Als wir an der Bushaltestelle vorbeifahren, spotte ich. Auf keinen Fall würde sie eines davon zu ihrem Aufenthaltsort mitnehmen. Was zum Teufel macht sie auf der Suche nach einem Job auf Ibiza? Ein Teil von mir ist neugierig. Ich bin zu 95 Prozent davon überzeugt, dass sie nur ein heißes, reiches Mädchen ist, das beschlossen hat, zu rebellieren und ihrer Familie etwas zu beweisen. Gras ist immer grüner. Sobald sie sieht, was ich mit ihr geplant habe, rennt sie mit eingezogenem Schwanz direkt zu Papa zurück.

Aber es gibt eine Sache, die mich innehalten lässt. In ihren Augen glaubte ich einen Hauch echter Verzweiflung zu erkennen. Vielleicht sogar Angst.

Wovor könnte sie Angst haben?

Ich verdrehe einen meiner Ringe. Wenn jemand noch nie wirklich verzweifelt war, braucht es nicht viel, um dieses Gefühl hervorzurufen. Das muss es sein. Sie hat wahrscheinlich nur Angst davor, dass ihr Ego verletzt wird.

Mit einem Seufzer fahre ich mit der Hand über meine Lippen. Warum zum Teufel analysiere ich sie? Genug. Ich kann mich nicht erinnern, wann ich das letzte Mal so viel Zeit damit verbracht habe, über eine Frau nachzudenken, die mein Schwanz noch nicht einmal getroffen hat.

Je näher wir unserem Zuhause kommen, desto düsterer werden meine Gedanken. Ich weiß nicht genau, wer hinter dem steckt, was letzte Nacht passiert ist, aber Sals Paranoia ist ein Zeichen dafür. Wenn wir beweisen können, dass unser Don der Täter ist, wird er nicht mehr lange leben.

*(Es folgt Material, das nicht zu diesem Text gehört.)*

use crate::classifier::ClassifierError;

// ---------------------------------------------------------------------------
// Errors surfaced next to the control that triggered them
// ---------------------------------------------------------------------------

/// Recoverable failures of the single-text and CSV analysis flows.
///
/// None of these terminate the application; the UI renders them inline and
/// the user may retry (re-type, re-upload).
#[derive(Debug, thiserror::Error)]
pub enum AnalysisError {
    /// The uploaded CSV lacks the required text column.
    #[error("File CSV harus memiliki kolom '{column}'")]
    Validation { column: String },

    /// The uploaded file could not be read as CSV at all.
    #[error("Error reading CSV file: {0}")]
    Parse(String),

    /// Single-text analysis was requested without any text.
    #[error("Masukkan teks untuk dianalisis.")]
    EmptyInput,

    #[error("Classifier failed: {0}")]
    Classifier(#[from] ClassifierError),

    #[error("Failed to read file: {0}")]
    Io(#[from] std::io::Error),
}

impl AnalysisError {
    pub fn parse(cause: impl std::fmt::Display) -> Self {
        AnalysisError::Parse(cause.to_string())
    }
}

#[cfg(test)]
mod tests {
    use super::*;

    #[test]
    fn validation_message_names_the_column() {
        let err = AnalysisError::Validation {
            column: "text".into(),
        };
        assert_eq!(err.to_string(), "File CSV harus memiliki kolom 'text'");
    }

    #[test]
    fn parse_message_carries_the_cause() {
        let err = AnalysisError::parse("stream did not contain valid UTF-8");
        assert!(err.to_string().contains("valid UTF-8"));
    }
}
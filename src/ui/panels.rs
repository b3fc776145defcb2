use eframe::egui::{self, Color32, RichText, Ui};

use crate::state::{AppState, Page};
use crate::ui::images::{ImageCache, Shape};

pub const LOGO_FILE: &str = "Logofix.png";

// ---------------------------------------------------------------------------
// Left side panel – navigation
// ---------------------------------------------------------------------------

/// Render the navigation menu.
pub fn side_panel(ui: &mut Ui, state: &mut AppState) {
    ui.heading("Menu");
    ui.separator();
    ui.label("Pilih Menu");

    for page in Page::ALL {
        ui.radio_value(&mut state.page, page, page.title());
    }
}

// ---------------------------------------------------------------------------
// Top bar
// ---------------------------------------------------------------------------

/// Render the top menu / toolbar.
pub fn top_bar(ui: &mut Ui, state: &mut AppState) {
    egui::menu::bar(ui, |ui: &mut Ui| {
        ui.menu_button("File", |ui: &mut Ui| {
            if ui.button("Upload CSV…").clicked() {
                state.page = Page::Analysis;
                open_file_dialog(state);
                ui.close_menu();
            }
        });

        ui.separator();
        ui.label(format!("Classifier: {}", state.classifier.name()));

        if let Some(run) = &state.batch {
            ui.separator();
            ui.label(format!("{} baris dianalisis", run.rows.len()));
        }
    });
}

/// Logo shown at the top of every page. A missing file is only logged.
pub fn logo(ui: &mut Ui, state: &AppState, images: &mut ImageCache) {
    let path = state.config.asset(LOGO_FILE);
    if let Ok(texture) = images.get(ui.ctx(), &path, Shape::AsIs) {
        ui.add(egui::Image::from_texture(texture).max_width(200.0));
        ui.add_space(4.0);
    }
}

/// Inline error under the control that produced it.
pub fn error_label(ui: &mut Ui, msg: &str) {
    ui.label(RichText::new(msg).color(Color32::RED));
}

// ---------------------------------------------------------------------------
// File dialog
// ---------------------------------------------------------------------------

pub fn open_file_dialog(state: &mut AppState) {
    let file = rfd::FileDialog::new()
        .set_title("Upload file CSV untuk analisis sentimen")
        .add_filter("CSV", &["csv"])
        .pick_file();

    if let Some(path) = file {
        state.analyze_upload(&path);
    }
}
use std::collections::HashMap;
use std::path::{Path, PathBuf};

use eframe::egui::{self, TextureHandle};

use crate::assets;

// ---------------------------------------------------------------------------
// Texture cache for static assets
// ---------------------------------------------------------------------------

/// How an asset is prepared before upload.
#[derive(Debug, Clone, Copy, PartialEq, Eq, Hash)]
pub enum Shape {
    AsIs,
    Circle,
}

/// Decodes each asset once; failures are remembered so a missing file is
/// logged a single time instead of every frame.
#[derive(Default)]
pub struct ImageCache {
    textures: HashMap<(PathBuf, Shape), Result<TextureHandle, String>>,
}

impl ImageCache {
    pub fn get(
        &mut self,
        ctx: &egui::Context,
        path: &Path,
        shape: Shape,
    ) -> Result<&TextureHandle, &str> {
        self.textures
            .entry((path.to_path_buf(), shape))
            .or_insert_with(|| {
                let decoded = match shape {
                    Shape::AsIs => assets::load_rgba(path),
                    Shape::Circle => assets::make_circular_image(path),
                };
                match decoded {
                    Ok(img) => Ok(assets::to_texture(ctx, &path.display().to_string(), &img)),
                    Err(e) => {
                        log::warn!("Failed to load image asset: {e}");
                        Err(e.to_string())
                    }
                }
            })
            .as_ref()
            .map_err(String::as_str)
    }
}
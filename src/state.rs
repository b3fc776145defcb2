use std::path::{Path, PathBuf};
use std::sync::Arc;

use crate::analysis::{self, AnalysisRun, SingleResult};
use crate::classifier::SentimentClassifier;
use crate::color::LabelColors;
use crate::config::AppConfig;

// ---------------------------------------------------------------------------
// Navigation
// ---------------------------------------------------------------------------

#[derive(Debug, Clone, Copy, PartialEq, Eq, Default)]
pub enum Page {
    #[default]
    Description,
    Analysis,
    Team,
}

impl Page {
    pub const ALL: [Page; 3] = [Page::Description, Page::Analysis, Page::Team];

    /// Menu entry text.
    pub fn title(self) -> &'static str {
        match self {
            Page::Description => "Deskripsi",
            Page::Analysis => "Analisis Sentimen",
            Page::Team => "Our Team",
        }
    }
}

// ---------------------------------------------------------------------------
// Application state
// ---------------------------------------------------------------------------

/// The full UI state, independent of rendering.
pub struct AppState {
    pub config: AppConfig,

    /// Shared classifier, built once at startup and never mutated.
    pub classifier: Arc<dyn SentimentClassifier>,

    pub page: Page,

    /// Contents of the single-text input box.
    pub input_text: String,

    /// Last single-text result (None until the user presses "Analisis").
    pub single_result: Option<SingleResult>,

    /// Inline error under the single-text control.
    pub single_error: Option<String>,

    /// Last uploaded file.
    pub upload_path: Option<PathBuf>,

    /// Last successful batch run.
    pub batch: Option<AnalysisRun>,

    /// Colours for the labels of `batch`.
    pub label_colors: Option<LabelColors>,

    /// Inline error under the upload control.
    pub batch_error: Option<String>,
}

impl AppState {
    pub fn new(config: AppConfig, classifier: Arc<dyn SentimentClassifier>) -> Self {
        Self {
            config,
            classifier,
            page: Page::default(),
            input_text: String::new(),
            single_result: None,
            single_error: None,
            upload_path: None,
            batch: None,
            label_colors: None,
            batch_error: None,
        }
    }

    /// Classify the text box contents.
    pub fn analyze_input(&mut self) {
        match analysis::analyze_text(&self.input_text, self.classifier.as_ref()) {
            Ok(result) => {
                self.single_result = Some(result);
                self.single_error = None;
            }
            Err(e) => {
                log::warn!("Single-text analysis failed: {e:#}");
                self.single_result = None;
                self.single_error = Some(format!("{e:#}"));
            }
        }
    }

    /// Ingest and classify an uploaded CSV. A failure clears the previous
    /// table and chart.
    pub fn analyze_upload(&mut self, path: &Path) {
        self.upload_path = Some(path.to_path_buf());
        let result = analysis::analyze_file(
            path,
            &self.config.ingest_options(),
            self.classifier.as_ref(),
            &self.config.unknown_label,
        );
        match result {
            Ok(run) => self.set_batch(run),
            Err(e) => {
                log::error!("Failed to analyse {}: {e:#}", path.display());
                self.batch = None;
                self.label_colors = None;
                self.batch_error = Some(format!("{e:#}"));
            }
        }
    }

    /// Store a finished run and rebuild the chart colours.
    pub fn set_batch(&mut self, run: AnalysisRun) {
        let labels = run.distribution.counts().iter().map(|(l, _)| l.as_str());
        self.label_colors = Some(LabelColors::new(labels));
        self.batch = Some(run);
        self.batch_error = None;
    }
}

#[cfg(test)]
mod tests {
    use super::*;
    use crate::classifier::testing::FakeClassifier;

    fn state_with(clf: Arc<FakeClassifier>) -> AppState {
        AppState::new(AppConfig::default(), clf)
    }

    #[test]
    fn empty_input_shows_prompt() {
        let clf = Arc::new(FakeClassifier::default());
        let mut state = state_with(clf.clone());
        state.analyze_input();
        assert_eq!(
            state.single_error.as_deref(),
            Some("Masukkan teks untuk dianalisis.")
        );
        assert!(state.single_result.is_none());
        assert_eq!(clf.calls(), 0);
    }

    #[test]
    fn input_result_replaces_previous_error() {
        let mut state = state_with(Arc::new(FakeClassifier::default()));
        state.analyze_input();
        state.input_text = "I love this".into();
        state.analyze_input();
        assert!(state.single_error.is_none());
        let summary = state.single_result.as_ref().unwrap().summary();
        assert!(summary.ends_with("0.99"));
    }

    #[test]
    fn upload_without_text_column_clears_results() {
        let dir = tempfile::tempdir().unwrap();
        let good = dir.path().join("good.csv");
        let bad = dir.path().join("bad.csv");
        std::fs::write(&good, "text\ngreat\nterrible\n").unwrap();
        std::fs::write(&bad, "comment\ngreat\n").unwrap();

        let clf = Arc::new(FakeClassifier::default());
        let mut state = state_with(clf.clone());

        state.analyze_upload(&good);
        assert_eq!(state.batch.as_ref().unwrap().rows.len(), 2);
        assert!(state.label_colors.is_some());

        state.analyze_upload(&bad);
        assert!(state.batch.is_none());
        assert!(state.label_colors.is_none());
        assert_eq!(
            state.batch_error.as_deref(),
            Some("File CSV harus memiliki kolom 'text'")
        );
        assert_eq!(clf.calls(), 2);
        assert_eq!(state.upload_path.as_deref(), Some(bad.as_path()));
    }

    #[test]
    fn page_titles() {
        let titles: Vec<&str> = Page::ALL.iter().map(|p| p.title()).collect();
        assert_eq!(titles, ["Deskripsi", "Analisis Sentimen", "Our Team"]);
        assert_eq!(Page::default(), Page::Description);
    }
}
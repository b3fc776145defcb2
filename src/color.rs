use std::collections::BTreeMap;

use eframe::egui::Color32;
use palette::{Hsl, IntoColor, Srgb};

use crate::analysis::ERROR_LABEL;

// ---------------------------------------------------------------------------
// Color palette generator
// ---------------------------------------------------------------------------

/// Generates `n` visually distinct colours using evenly spaced hues.
pub fn generate_palette(n: usize) -> Vec<Color32> {
    if n == 0 {
        return Vec::new();
    }
    (0..n)
        .map(|i| {
            let hue = (i as f32 / n as f32) * 360.0;
            let hsl = Hsl::new(hue, 0.75, 0.55);
            let rgb: Srgb = hsl.into_color();
            Color32::from_rgb(
                (rgb.red * 255.0) as u8,
                (rgb.green * 255.0) as u8,
                (rgb.blue * 255.0) as u8,
            )
        })
        .collect()
}

// ---------------------------------------------------------------------------
// Label colours: sentiment label → Color32
// ---------------------------------------------------------------------------

/// Stable colours for the labels of one distribution. Well-known sentiment
/// labels get fixed colours; anything else draws from the palette.
#[derive(Debug, Clone)]
pub struct LabelColors {
    mapping: BTreeMap<String, Color32>,
    default_color: Color32,
}

impl LabelColors {
    pub fn new<'a>(labels: impl IntoIterator<Item = &'a str>) -> Self {
        let mut mapping = BTreeMap::new();
        let mut others = Vec::new();
        for label in labels {
            match fixed_color(label) {
                Some(c) => {
                    mapping.insert(label.to_string(), c);
                }
                None => others.push(label.to_string()),
            }
        }
        let palette = generate_palette(others.len());
        mapping.extend(others.into_iter().zip(palette));

        LabelColors {
            mapping,
            default_color: Color32::GRAY,
        }
    }

    pub fn color_for(&self, label: &str) -> Color32 {
        self.mapping
            .get(label)
            .copied()
            .unwrap_or(self.default_color)
    }
}

fn fixed_color(label: &str) -> Option<Color32> {
    match label.to_ascii_uppercase().as_str() {
        "POSITIVE" => Some(Color32::from_rgb(76, 175, 80)),
        "NEGATIVE" => Some(Color32::from_rgb(229, 57, 53)),
        "NEUTRAL" => Some(Color32::from_rgb(66, 133, 244)),
        l if l == ERROR_LABEL => Some(Color32::DARK_GRAY),
        _ => None,
    }
}

#[cfg(test)]
mod tests {
    use super::*;

    #[test]
    fn palette_has_requested_size_and_distinct_colours() {
        let colours = generate_palette(4);
        assert_eq!(colours.len(), 4);
        for (i, a) in colours.iter().enumerate() {
            for b in &colours[i + 1..] {
                assert_ne!(a, b);
            }
        }
        assert!(generate_palette(0).is_empty());
    }

    #[test]
    fn known_labels_get_fixed_colours() {
        let colors = LabelColors::new(["POSITIVE", "negative", "UNKNOWN", "LABEL_7"]);
        assert_eq!(colors.color_for("POSITIVE"), Color32::from_rgb(76, 175, 80));
        assert_eq!(colors.color_for("negative"), Color32::from_rgb(229, 57, 53));
        assert_ne!(colors.color_for("UNKNOWN"), colors.color_for("LABEL_7"));
        assert_eq!(colors.color_for("missing"), Color32::GRAY);
    }
}
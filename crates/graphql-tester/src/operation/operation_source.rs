use crate::ast;

/// An operation to validate: either source text still to be parsed, or a
/// document the caller already parsed.
#[derive(Clone, Copy, Debug)]
pub enum OperationSource<'a> {
    Document(&'a ast::operation::Document),
    Text(&'a str),
}
impl<'a> std::convert::From<&'a str> for OperationSource<'a> {
    fn from(value: &'a str) -> Self {
        Self::Text(value)
    }
}
impl<'a> std::convert::From<&'a String> for OperationSource<'a> {
    fn from(value: &'a String) -> Self {
        Self::Text(value.as_str())
    }
}
impl<'a> std::convert::From<&'a ast::operation::Document> for OperationSource<'a> {
    fn from(value: &'a ast::operation::Document) -> Self {
        Self::Document(value)
    }
}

Ein gemachter Mann außerhalb der Blutlinie des amtierenden Don kann die Position übernehmen, indem er den amtierenden Don mit bloßen Händen erwürgt. Es ist barbarisch, aber so war es schon immer bei den Casalesen. Es erfordert Intelligenz und Strategie, um in den gleichen Raum wie der Don zu gelangen – es gibt niemanden, der besser geschützt ist. Ich muss zuerst einige seiner engsten Freunde auf meine Seite ziehen, und wenn ich es nicht richtig mache, laufen sie direkt auf ihn zu. Ich muss ihnen definitiv zeigen, dass Sal nicht mehr in der Lage ist, zu regieren.

Ich beuge meine Hände. Es ist eine hohe Messlatte.

Aber wenn ich die Person beschützen will, die mir am wichtigsten ist, muss ich das tun.

Die Leute haben mir immer gesagt, dass meine Besonnenheit meine größte Stärke ist. Ich treffe keine voreiligen Entscheidungen. Ich handele nicht, ohne über die Konsequenzen nachzudenken.

Ein schwächerer Mann hätte sich inzwischen um Sal gekümmert, aber ich weiß es besser. Ich werde bis zum perfekten Moment warten.

Und dann nehme ich alles zurück, was er gestohlen hat.